XLibris is a system of new handheld electronic books and software for editing documents on
these devices. It is an asynchronous application and classifies as high-tech because it requires
new devices and requires collaborators to abandon favored single-use editing applications to
access the collaborative capabilities.
Other applications are analyzed similarly.
Note that there appears to be a large gap in the synchronous, low-tech portion of the map,
suggesting that this would be a good area to explore for a new HCSCW application. Before
proceeding, though, we should consider what sort of collaboration we would like to support. A
common scenario for collaborative work, with or without the aid of computers, proceeds like so:
Person A is working alone on some task.
A wishes to enlist the aid of person B.
A and B begin to collaborate.
If computers are not involved, this scenario can be played out anywhere. That is, the ability to
collaborate is not location-dependent. Note also that in such a scenario, social protocols are often
used to control the collaboration. The question, for a CSCW researcher, is whether collaboration
using computers can be made as natural as that not involving computers.
Shared Windows as Low-Tech Collaboration
One example of an existing CSCW application that supports a natural collaboration in the given
scenario is shared desktop windows.
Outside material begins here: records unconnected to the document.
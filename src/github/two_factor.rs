//! Two-factor challenge handling
//!
//! When a host demands a one-time code the API client hands a
//! `TwoFactorChallenge` to a `TwoFactorChallengeHandler` and waits for the
//! answer. The handler may prompt a user, so it is itself async.

use std::io::{self, Write};
use std::sync::atomic::{AtomicBool, Ordering};
use std::sync::Arc;

use async_trait::async_trait;

use crate::error::{HubAuthError, Result};

/// How the host delivers the one-time code
#[derive(Debug, Clone, Copy, PartialEq, Eq)]
pub enum TwoFactorType {
    Sms,
    AuthenticatorApp,
    Unknown,
}

impl TwoFactorType {
    /// Parse the delivery method from an `X-GitHub-OTP` header value
    pub fn from_header_value(value: &str) -> Self {
        match value.trim().to_ascii_lowercase().as_str() {
            "sms" => TwoFactorType::Sms,
            "app" => TwoFactorType::AuthenticatorApp,
            _ => TwoFactorType::Unknown,
        }
    }
}

/// Context handed to the handler
#[derive(Debug, Clone, PartialEq, Eq)]
pub struct TwoFactorChallenge {
    pub kind: TwoFactorType,
    /// The previous code for this request was rejected
    pub previous_failed: bool,
}

/// Answer from the handler
#[derive(Debug, Clone, PartialEq, Eq)]
pub enum TwoFactorResponse {
    Code(String),
    /// Ask the host to send another SMS
    ResendCode,
    Cancel,
}

/// Collaborator that resolves two-factor challenges
#[cfg_attr(test, mockall::automock)]
#[async_trait]
pub trait TwoFactorChallengeHandler: Send + Sync {
    async fn handle_challenge(&self, challenge: &TwoFactorChallenge) -> Result<TwoFactorResponse>;
}

/// Wraps a handler and remembers whether a challenge was presented
///
/// A 404 that follows a two-factor exchange means the credentials reached
/// the authorization endpoint, so the session must not treat it as an old
/// server and retry with legacy scopes.
pub struct InterceptingTwoFactorHandler {
    inner: Arc<dyn TwoFactorChallengeHandler>,
    challenged: AtomicBool,
}

impl InterceptingTwoFactorHandler {
    pub fn new(inner: Arc<dyn TwoFactorChallengeHandler>) -> Self {
        Self {
            inner,
            challenged: AtomicBool::new(false),
        }
    }

    /// Whether the host issued at least one challenge
    pub fn was_challenged(&self) -> bool {
        self.challenged.load(Ordering::SeqCst)
    }
}

#[async_trait]
impl TwoFactorChallengeHandler for InterceptingTwoFactorHandler {
    async fn handle_challenge(&self, challenge: &TwoFactorChallenge) -> Result<TwoFactorResponse> {
        self.challenged.store(true, Ordering::SeqCst);
        self.inner.handle_challenge(challenge).await
    }
}

/// Handler that prompts on the terminal
pub struct PromptTwoFactorHandler;

impl PromptTwoFactorHandler {
    fn prompt(challenge: &TwoFactorChallenge) -> Result<TwoFactorResponse> {
        if challenge.previous_failed {
            eprintln!("✗ That code was not accepted.");
        }
        match challenge.kind {
            TwoFactorType::Sms => {
                eprintln!("A two-factor code was sent to your phone by SMS.");
                eprintln!("  (enter 'r' to resend it)");
            }
            TwoFactorType::AuthenticatorApp => {
                eprintln!("Open your authenticator app for a two-factor code.");
            }
            TwoFactorType::Unknown => {
                eprintln!("This account requires a two-factor code.");
            }
        }
        eprint!("Two-factor code (leave empty to cancel): ");
        io::stderr().flush()?;

        let mut input = String::new();
        io::stdin().read_line(&mut input)?;
        Ok(parse_prompt_answer(&input, challenge.kind))
    }
}

#[async_trait]
impl TwoFactorChallengeHandler for PromptTwoFactorHandler {
    async fn handle_challenge(&self, challenge: &TwoFactorChallenge) -> Result<TwoFactorResponse> {
        let challenge = challenge.clone();
        tokio::task::spawn_blocking(move || Self::prompt(&challenge))
            .await
            .map_err(|e| HubAuthError::InvalidInput(e.to_string()))?
    }
}

fn parse_prompt_answer(input: &str, kind: TwoFactorType) -> TwoFactorResponse {
    let answer = input.trim();
    if answer.is_empty() {
        TwoFactorResponse::Cancel
    } else if kind == TwoFactorType::Sms && answer.eq_ignore_ascii_case("r") {
        TwoFactorResponse::ResendCode
    } else {
        TwoFactorResponse::Code(answer.to_string())
    }
}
Such an application qualifies as low-tech because it makes
use of existing infrastructure, hardware and software, to support collaboration. What is added is
the capability to share a view of an arbitrary running application between two or more displays.
Users remain in their same physical environments, make use of existing hardware, and share
their preferred single-user applications.
A typical shared widow system adds a proxy, sometimes referred to as a conference agent,
between one or more applications and the window system on each user’s computer (see Figure
4).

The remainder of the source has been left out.